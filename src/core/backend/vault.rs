//! Vault HTTP backend.
//!
//! Issues a single authenticated GET against the KV endpoint and decodes the
//! answer with the configured [`Schema`]. The request runs on a throwaway
//! current-thread runtime so the rest of dcs stays synchronous.

use reqwest::header::{HeaderName, HeaderValue, ACCEPT, CONTENT_TYPE};
use reqwest::{Client, StatusCode};
use tracing::debug;

use super::{Schema, SecretSource};
use crate::core::config::{BackendSettings, ConnectionConfig};
use crate::core::domain::SecretMap;
use crate::error::{ConfigError, Error, Result, SecretError};

const JSON: &str = "application/json";

/// Client for a Vault-style secret backend.
pub struct VaultClient {
    client: Client,
    url: String,
    schema: Schema,
    token_header: HeaderName,
    token: HeaderValue,
}

impl std::fmt::Debug for VaultClient {
    fn fmt(&self, f: &mut std::fmt::Formatter<'_>) -> std::fmt::Result {
        f.debug_struct("VaultClient")
            .field("url", &self.url)
            .field("schema", &self.schema)
            .field("token_header", &self.token_header)
            .finish_non_exhaustive()
    }
}

impl VaultClient {
    /// Create a client for the given connection.
    ///
    /// # Errors
    ///
    /// Returns `ConfigError::InvalidValue` if the token or header name cannot
    /// be used in an HTTP header, or `SecretError::Transport` if the HTTP
    /// client cannot be built.
    pub fn new(connection: &ConnectionConfig, settings: &BackendSettings) -> Result<Self> {
        let token_header = HeaderName::from_bytes(settings.token_header.as_bytes()).map_err(|e| {
            ConfigError::InvalidValue {
                field: "backend.token_header",
                reason: e.to_string(),
            }
        })?;

        let mut token =
            HeaderValue::from_str(connection.token()).map_err(|_| ConfigError::InvalidValue {
                field: "token",
                reason: "contains characters not allowed in an HTTP header".to_string(),
            })?;
        token.set_sensitive(true);

        let client = Client::builder()
            .timeout(settings.timeout())
            .build()
            .map_err(SecretError::Transport)?;

        let url = format!(
            "{}/{}/{}",
            connection.address(),
            settings.schema.mount(),
            connection.path()
        );

        Ok(Self {
            client,
            url,
            schema: settings.schema,
            token_header,
            token,
        })
    }

    /// Full URL of the secret endpoint.
    pub fn url(&self) -> &str {
        &self.url
    }

    /// Fetch and decode secrets.
    ///
    /// A 404 without reported errors means nothing is stored at the path and
    /// yields an empty map.
    pub async fn fetch_async(&self) -> Result<SecretMap> {
        debug!(url = %self.url, schema = %self.schema, "fetching secrets");

        let response = self
            .client
            .get(&self.url)
            .header(ACCEPT, JSON)
            .header(CONTENT_TYPE, JSON)
            .header(self.token_header.clone(), self.token.clone())
            .send()
            .await
            .map_err(SecretError::Transport)?;

        let status = response.status();
        let body = response.bytes().await.map_err(SecretError::Transport)?;
        debug!(status = status.as_u16(), bytes = body.len(), "secret backend responded");

        let decoded = self.schema.decode(&body);
        if status.is_success() {
            return decoded;
        }

        match decoded {
            Err(err @ Error::Secret(SecretError::Remote(_))) => Err(err),
            _ if status == StatusCode::NOT_FOUND => {
                debug!("nothing stored at secret path");
                Ok(SecretMap::new())
            }
            _ => Err(SecretError::Remote(format!("unexpected HTTP status {}", status)).into()),
        }
    }
}

impl SecretSource for VaultClient {
    fn fetch(&self) -> Result<SecretMap> {
        let rt = tokio::runtime::Builder::new_current_thread()
            .enable_all()
            .build()
            .map_err(SecretError::Runtime)?;

        let secrets = rt.block_on(self.fetch_async())?;
        debug!(count = secrets.len(), keys = ?secrets.keys().collect::<Vec<_>>(), "secrets fetched");
        Ok(secrets)
    }
}
//! Command helper methods for Test.

use super::{Test, SECRET_PATH, TOKEN};
use assert_cmd::Command;
use std::process::Output;

/// Variables that would leak the developer's own setup into a test.
const SCRUBBED_ENV: &[&str] = &[
    "VAULT_ADDR",
    "VAULT_TOKEN",
    "VAULT_PATH",
    "DCS_CONFIG",
    "DCS_LOG",
];

impl Test {
    /// Create a dcs command running in the project directory.
    ///
    /// Returns a Command configured with:
    /// - Current directory set to the test project directory
    /// - No connection or dcs variables from the outer environment
    /// - Colors disabled
    pub fn cmd(&self) -> Command {
        #[allow(deprecated)]
        let mut cmd = Command::cargo_bin("dcs").expect("failed to find dcs binary");
        cmd.current_dir(self.dir.path());
        for var in SCRUBBED_ENV {
            cmd.env_remove(var);
        }
        cmd.env("NO_COLOR", "1");
        cmd
    }

    /// Create a dcs command with connection variables pointing at `address`.
    pub fn cmd_with_backend(&self, address: &str) -> Command {
        let mut cmd = self.cmd();
        cmd.env("VAULT_ADDR", address)
            .env("VAULT_TOKEN", TOKEN)
            .env("VAULT_PATH", SECRET_PATH);
        cmd
    }

    /// Shortcut for `dcs <command>` against `address`.
    pub fn run(&self, address: &str, command: &str) -> Output {
        self.cmd_with_backend(address)
            .arg(command)
            .output()
            .expect("failed to run dcs")
    }
}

------------------------------------------------------------

## What is needed
What lines above contain "crate"? Copy them out.

## Response below
use crate::core::config::{BackendSettings, ConnectionConfig};
use crate::core::domain::SecretMap;
use crate::error::{ConfigError, Error, Result, SecretError};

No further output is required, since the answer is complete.